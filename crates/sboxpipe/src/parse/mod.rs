//! Subscription parsers.
//!
//! Each parser is a pure function of bytes. Parsers preserve the upstream
//! `name`/`tag` fields verbatim in `meta` and never assign the canonical
//! `tag`; that is the tag-normalization stage's job. Per-record failures
//! are collected, not propagated: a subscription with one broken entry
//! still yields the rest.

use base64::Engine;
use base64::engine::general_purpose::{STANDARD, STANDARD_NO_PAD, URL_SAFE, URL_SAFE_NO_PAD};
use serde_json::{Map, Value};
use thiserror::Error;

use sboxpipe_types::{ParsedServer, Protocol};

pub mod uri;

pub use uri::UriListParser;

/// Parsed servers plus the records that failed.
#[derive(Debug, Default)]
pub struct ParseOutcome {
    pub servers: Vec<ParsedServer>,
    pub record_errors: Vec<String>,
}

#[derive(Debug, Error)]
pub enum ParseError {
    #[error("syntax error: {0}")]
    Syntax(String),
    #[error("unrecognized subscription format")]
    Unrecognized,
}

/// A subscription format parser.
pub trait Parser: Send + Sync {
    fn name(&self) -> &'static str;

    fn supported_formats(&self) -> &'static [&'static str];

    /// Probability in `[0, 1]` that `prefix` is this parser's format.
    fn detect(&self, prefix: &[u8]) -> f32;

    fn parse(&self, data: &[u8]) -> Result<ParseOutcome, ParseError>;
}

/// All built-in parsers, in detection-ladder order:
/// base64 → singbox/json/yaml(clash) → uri-list.
pub fn builtin_parsers() -> Vec<Box<dyn Parser>> {
    vec![
        Box::new(Base64Parser),
        Box::new(SingboxParser),
        Box::new(JsonParser),
        Box::new(ClashYamlParser),
        Box::new(UriListParser),
    ]
}

/// Resolve a `--format` override.
pub fn parser_by_format(format: &str) -> Option<Box<dyn Parser>> {
    builtin_parsers()
        .into_iter()
        .find(|p| p.supported_formats().contains(&format))
}

/// Pick the most probable parser; ties go to ladder order.
pub fn detect_parser(data: &[u8]) -> Option<Box<dyn Parser>> {
    let prefix = &data[..data.len().min(4096)];
    let mut best: Option<(f32, Box<dyn Parser>)> = None;
    for parser in builtin_parsers() {
        let p = parser.detect(prefix);
        if p <= 0.0 {
            continue;
        }
        match &best {
            Some((best_p, _)) if *best_p >= p => {}
            _ => best = Some((p, parser)),
        }
    }
    best.map(|(_, parser)| parser)
}

/// Detect and parse in one step.
pub fn parse_auto(data: &[u8]) -> Result<ParseOutcome, ParseError> {
    let parser = detect_parser(data).ok_or(ParseError::Unrecognized)?;
    parser.parse(data)
}

// --- base64 ---

/// Decodes the whole body, then delegates to the best parser for the
/// decoded content. Nested base64 is followed a bounded number of times.
pub struct Base64Parser;

const MAX_BASE64_DEPTH: u32 = 3;

impl Parser for Base64Parser {
    fn name(&self) -> &'static str {
        "base64"
    }

    fn supported_formats(&self) -> &'static [&'static str] {
        &["base64"]
    }

    fn detect(&self, prefix: &[u8]) -> f32 {
        let Ok(text) = std::str::from_utf8(prefix) else {
            return 0.0;
        };
        let trimmed = text.trim();
        if trimmed.is_empty() {
            return 0.0;
        }
        let alphabet_clean = trimmed
            .chars()
            .all(|c| c.is_ascii_alphanumeric() || "+/=_-\r\n".contains(c));
        if alphabet_clean { 0.85 } else { 0.0 }
    }

    fn parse(&self, data: &[u8]) -> Result<ParseOutcome, ParseError> {
        parse_base64(data, 0)
    }
}

fn parse_base64(data: &[u8], depth: u32) -> Result<ParseOutcome, ParseError> {
    if depth >= MAX_BASE64_DEPTH {
        return Err(ParseError::Syntax("base64 nesting too deep".to_string()));
    }
    let text: String = std::str::from_utf8(data)
        .map_err(|e| ParseError::Syntax(format!("invalid utf-8: {e}")))?
        .chars()
        .filter(|c| !c.is_whitespace())
        .collect();

    let decoded = decode_base64(&text)
        .ok_or_else(|| ParseError::Syntax("not valid base64".to_string()))?;

    // Delegate; a decoded body that still looks like base64 recurses.
    let parser = detect_parser(&decoded).ok_or(ParseError::Unrecognized)?;
    if parser.name() == "base64" {
        parse_base64(&decoded, depth + 1)
    } else {
        parser.parse(&decoded)
    }
}

fn decode_base64(text: &str) -> Option<Vec<u8>> {
    for engine in [&STANDARD, &STANDARD_NO_PAD, &URL_SAFE, &URL_SAFE_NO_PAD] {
        if let Ok(decoded) = engine.decode(text) {
            return Some(decoded);
        }
    }
    None
}

// --- structured formats ---

/// Generic JSON: proxies from a top-level array or a nested array under a
/// conventional key.
pub struct JsonParser;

== TASK ITEM ==
Reply with the number of lines in the data above that contain "body", and with nothing else.

== RESPONSE TO THIS EXERCISE ==
2